ペダルを漕いでタイヤに空気を入れる「Bimp Air」…

ペダルを漕いで発電する自転車用アクセサリーは多く存在している。だが、ペダルを漕ぐパワーを利用してタイヤに空気を入れる製品は、現時点ではそれほど多くない。

その数少ない製品の1つが「Bimp Air」。フロントホイールに取り付けて使用すれば、汗をかきながらポンプを押す必要がなくなる。フランスProduction Functional Factoryが開発した。


ペダルを漕いでタイヤに空気を入れる「Bimp Air」…
ペダルを漕げばタイヤに空気を入れられる「Bimp Air」

「Bimp Air」は「ENERGY-C」「HPS」「Bimp'Air CAPS」の3つの部品から構成されている。「ENERGY-C」はハブの回転をエネルギーに変換するコンバーター、「HPS」はそのエネルギーで空気を圧縮するコンプレッサー、そして「Bimp'Air CAPS」は空気を貯め込むエアカプセルだ。コンプレッサーとエアカプセルはホースで繋がっている。
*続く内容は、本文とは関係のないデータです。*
//! In-memory post store.
//!
//! All operations are synchronous. The post collection is copy-on-write: an
//! effective mutation installs a new collection and a new allocation for the
//! touched post, while untouched posts keep their allocation. Consumers can
//! detect change with `Arc::ptr_eq`.

use std::sync::Arc;

use crate::errors::AppError;
use crate::models::{Comment, NewPost, Post, User, VoteDirection};

use super::filter::{compute_all_tags, compute_visible_posts, parse_tags};

/// Shared, immutable post listing, most recent first.
pub type PostList = Arc<Vec<Arc<Post>>>;

/// Posts, registered users and the logged-in identity.
#[derive(Debug, Clone)]
pub struct PostStore {
    posts: PostList,
    users: Vec<User>,
    current_user: Option<User>,
    revision: i64,
    next_post_id: i64,
    next_comment_id: i64,
    next_user_id: i64,
}

impl Default for PostStore {
    fn default() -> Self {
        Self::new(Vec::new(), Vec::new(), None)
    }
}

impl PostStore {
    /// Build a store from persisted state. `posts` must already be most recent first.
    pub fn new(posts: Vec<Post>, users: Vec<User>, current_user: Option<User>) -> Self {
        let next_post_id = posts.iter().map(|p| p.id).max().unwrap_or(0) + 1;
        let next_comment_id = posts
            .iter()
            .flat_map(|p| p.comments.iter())
            .map(|c| c.id)
            .max()
            .unwrap_or(0)
            + 1;
        let next_user_id = users.iter().map(|u| u.id).max().unwrap_or(0) + 1;

        Self {
            posts: Arc::new(posts.into_iter().map(Arc::new).collect()),
            users,
            current_user,
            revision: 0,
            next_post_id,
            next_comment_id,
            next_user_id,
        }
    }

    /// Resume counting from a previously persisted revision.
    pub fn with_revision(mut self, revision: i64) -> Self {
        self.revision = revision;
        self
    }

    pub fn posts(&self) -> &PostList {
        &self.posts
    }

    pub fn users(&self) -> &[User] {
        &self.users
    }

    pub fn current_user(&self) -> Option<&User> {
        self.current_user.as_ref()
    }

    /// Incremented on every effective mutation.
    pub fn revision(&self) -> i64 {
        self.revision
    }

    pub fn get(&self, post_id: i64) -> Option<&Arc<Post>> {
        self.posts.iter().find(|p| p.id == post_id)
    }

    /// Create a post authored by `author` and insert it at the head of the listing.
    pub fn create_post(
        &mut self,
        input: NewPost,
        author: Option<&User>,
    ) -> Result<Arc<Post>, AppError> {
        let author = author.ok_or(AppError::NotAuthenticated)?;

        let post = Arc::new(Post {
            id: self.next_post_id,
            title: input.title,
            prompt: input.prompt,
            model: input.model,
            output: input.output,
            goal: input.goal,
            likes: 0,
            dislikes: 0,
            comments: Vec::new(),
            tags: parse_tags(&input.tags),
            user_id: author.id,
        });
        self.next_post_id += 1;

        let mut posts = Vec::with_capacity(self.posts.len() + 1);
        posts.push(Arc::clone(&post));
        posts.extend(self.posts.iter().cloned());
        self.install(posts);

        Ok(post)
    }

    /// Increment one counter of a post. Unknown ids are a no-op returning `None`.
    pub fn vote(&mut self, post_id: i64, direction: VoteDirection) -> Option<Arc<Post>> {
        let index = self.index_of(post_id)?;

        let mut post = Post::clone(&self.posts[index]);
        match direction {
            VoteDirection::Like => post.likes += 1,
            VoteDirection::Dislike => post.dislikes += 1,
        }

        Some(self.replace(index, post))
    }

    /// Append a comment to a post. Unknown ids are a no-op returning `Ok(None)`.
    pub fn add_comment(
        &mut self,
        post_id: i64,
        author: Option<&User>,
        content: &str,
    ) -> Result<Option<Arc<Post>>, AppError> {
        let author = author.ok_or(AppError::NotAuthenticated)?;

        if content.trim().is_empty() {
            return Err(AppError::Validation(
                "Comment must not be empty".to_string(),
            ));
        }

        let Some(index) = self.index_of(post_id) else {
            return Ok(None);
        };

        let mut post = Post::clone(&self.posts[index]);
        post.comments.push(Comment {
            id: self.next_comment_id,
            user_id: author.id,
            content: content.to_string(),
        });
        self.next_comment_id += 1;

        Ok(Some(self.replace(index, post)))
    }

    /// Posts visible under the given search term and tag selection.
    pub fn visible_posts(&self, search_term: &str, selected_tags: &[String]) -> Vec<Arc<Post>> {
        compute_visible_posts(&self.posts, search_term, selected_tags)
    }

    /// Every tag in use, first-seen order.
    pub fn all_tags(&self) -> Vec<String> {
        compute_all_tags(&self.posts)
    }

    /// Register a new user. Usernames are unique, compared case-insensitively.
    pub fn register_user(&mut self, username: &str) -> Result<User, AppError> {
        let username = username.trim();
        if username.is_empty() {
            return Err(AppError::Validation("Username is required".to_string()));
        }
        if self
            .users
            .iter()
            .any(|u| u.username.eq_ignore_ascii_case(username))
        {
            return Err(AppError::Validation(format!(
                "Username {} is already taken",
                username
            )));
        }

        let user = User {
            id: self.next_user_id,
            username: username.to_string(),
            reputation: 0,
        };
        self.next_user_id += 1;
        self.users.push(user.clone());
        self.revision += 1;
        Ok(user)
    }

    /// Make the registered user `user_id` the current identity.
    pub fn login(&mut self, user_id: i64) -> Option<User> {
        let user = self.users.iter().find(|u| u.id == user_id)?.clone();
        self.current_user = Some(user.clone());
        self.revision += 1;
        Some(user)
    }

    /// Clear the current identity. Returns whether anybody was logged in.
    pub fn logout(&mut self) -> bool {
        let was_logged_in = self.current_user.take().is_some();
        if was_logged_in {
            self.revision += 1;
        }
        was_logged_in
    }

    fn index_of(&self, post_id: i64) -> Option<usize> {
        self.posts.iter().position(|p| p.id == post_id)
    }

    fn replace(&mut self, index: usize, post: Post) -> Arc<Post> {
        let post = Arc::new(post);
        let mut posts = (*self.posts).clone();
        posts[index] = Arc::clone(&post);
        self.install(posts);
        post
    }

    fn install(&mut self, posts: Vec<Arc<Post>>) {
        self.posts = Arc::new(posts);
        self.revision += 1;
    }
}
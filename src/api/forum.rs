//! Whole-forum API endpoints.

use axum::extract::State;

use super::{success, ApiResult};
use crate::models::{ForumSnapshot, User};
use crate::AppState;

/// GET /api/forum - Get posts, users and the current identity in one call.
pub async fn get_forum(State(state): State<AppState>) -> ApiResult<ForumSnapshot> {
    let snapshot = state.forum.snapshot().await;
    let revision_id = snapshot.revision_id;
    success(snapshot, revision_id)
}

/// GET /api/users - List registered users.
pub async fn list_users(State(state): State<AppState>) -> ApiResult<Vec<User>> {
    let (users, revision_id) = state.forum.users().await;
    success(users, revision_id)
}
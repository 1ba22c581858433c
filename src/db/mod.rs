//! Database module for the key-value persistence collaborator.
//!
//! The forum state lives under a handful of JSON-valued keys in a single SQLite table.

mod kv;

pub use kv::*;

use sqlx::sqlite::{SqliteConnectOptions, SqlitePool, SqlitePoolOptions};
use std::path::Path;
use std::str::FromStr;

/// Initialize the database connection pool and run migrations.
pub async fn init_database(db_path: &Path) -> Result<SqlitePool, sqlx::Error> {
    // Ensure the parent directory exists
    if let Some(parent) = db_path.parent() {
        tokio::fs::create_dir_all(parent).await.ok();
    }

    let db_url = format!("sqlite:{}?mode=rwc", db_path.display());

    let options = SqliteConnectOptions::from_str(&db_url)?
        .create_if_missing(true)
        .journal_mode(sqlx::sqlite::SqliteJournalMode::Wal)
        .synchronous(sqlx::sqlite::SqliteSynchronous::Normal)
        .busy_timeout(std::time::Duration::from_secs(30));

    let pool = SqlitePoolOptions::new()
        .max_connections(5)
        .connect_with(options)
        .await?;

    run_migrations(&pool).await?;

    Ok(pool)
}

/// Run database migrations.
async fn run_migrations(pool: &SqlitePool) -> Result<(), sqlx::Error> {
    sqlx::query(
        r#"
        CREATE TABLE IF NOT EXISTS kv (
            key TEXT PRIMARY KEY,
            value TEXT NOT NULL,
            updated_at TEXT NOT NULL DEFAULT (datetime('now'))
        );
        "#,
    )
    .execute(pool)
    .await?;

    tracing::debug!("Database migrations complete");
    Ok(())
}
ペダルを漕いでタイヤに空気を入れる「Bimp Air」
フロントハブに取り付けられた「ENERGY-C」

ペダルを漕いでタイヤに空気を入れる「Bimp Air」
空気を圧縮するコンプレッサー「HPS」

ペダルを漕いでタイヤに空気を入れる「Bimp Air」…
空気を貯め込むエアカプセル「Bimp'Air CAPS」
ボトルケージに取り付けて使用する

「Bimp Air」を取り付けた状態でペダルを漕いでフロントハブを回転させれば、空気がエアカプセルに充填される。時速15キロで約6分走れば、エアカプセルは約11リットルの空気で満たされ、いつでもタイヤに空気を入れられる状態になるという。

タイヤに空気を入れるには、エアカプセルをボトルケージから取り外し、カプセルからのびるホースをタイヤのバルブに取り付けて、リリースボタンを押す。一般的な自転車であれば、10秒足らずでタイヤを空気で満たすことができるそうだ。

ペダルを漕いでタイヤに空気を入れる「Bimp Air」
「Bimp Air」を使ってタイヤに空気を入れる様子

「Bimp Air」の開発者であるMarcello Aghilone氏は、自転車を取り巻く技術は大きく進歩しているが、空気入れだけは進歩を止めていると述べる。いまだに手でポンプを押し、汗をかきながらポンプを押すのは時代遅れだというのがAghilone氏の考えだ。

「自分自身と家族の自転車を用意したら、ガレージには少なくとも4台の自転車が置かれることになる。毎週日曜日に家族で自転車に乗って出掛けるなら、8本のタイヤの空気圧を調整して空気を入れ、場合によってはパンクを修理しなければならない。私はこの作業をもっと楽にしたいと考え、『Bimp Air』の開発を思い立った」

販売価格は299ユーロ。「Bimp Air」のオンラインショップから購入できる。オンライショップは現在はフランス語版のみだが、近く英語版も公開されるとのことだった。

オンラインショップでは、「Bimp Air」を取り付け可能なハブのシャフト径等が解説されている。Production Functional Factoryは、日本から購入する場合には返品などは難しくなってしまうので、愛車に「Bimp Air」を取り付け可能か確認してから発注して欲しいとしている。購入前に不明な点があれば、気軽にEメールで連絡して欲しいとのこと。Eメールでの質問はフランス語の他、英語でも受け付けるという。

「Bimp Air」対応フロントホイール
「Bimp Air」を取り付け可能なシャフトサイズなど

Montage et fonctionnement du système Bimp'Air - ORIGIN from Bimp'Air on Vimeo.


オンラインショップがフランス語のみということもあり、現時点では購入はちょっとハードルが高そうだ。だが日本で販売されれば、集合住宅に住む人が多く、自転車通勤者も増えつつある日本では「Bimp Air」は人気がでるのではないだろうか?朝、駐輪場まで行って自転車の空気圧が低いことに気付き、部屋まで戻って空気入れを持ち出し、ポンプを押して空気を入れ、再び部屋に空気入れを戻す…という一連の行動を取っていると、学校や会社に遅れてしまうかもしれない。だが自転車に「Bimp Air」が装備してあれば、空気圧調整は一瞬で終わる。価格は少し高めではあるが、この値段で朝の貴重な時間が買えるのであれば、悪くない気がする。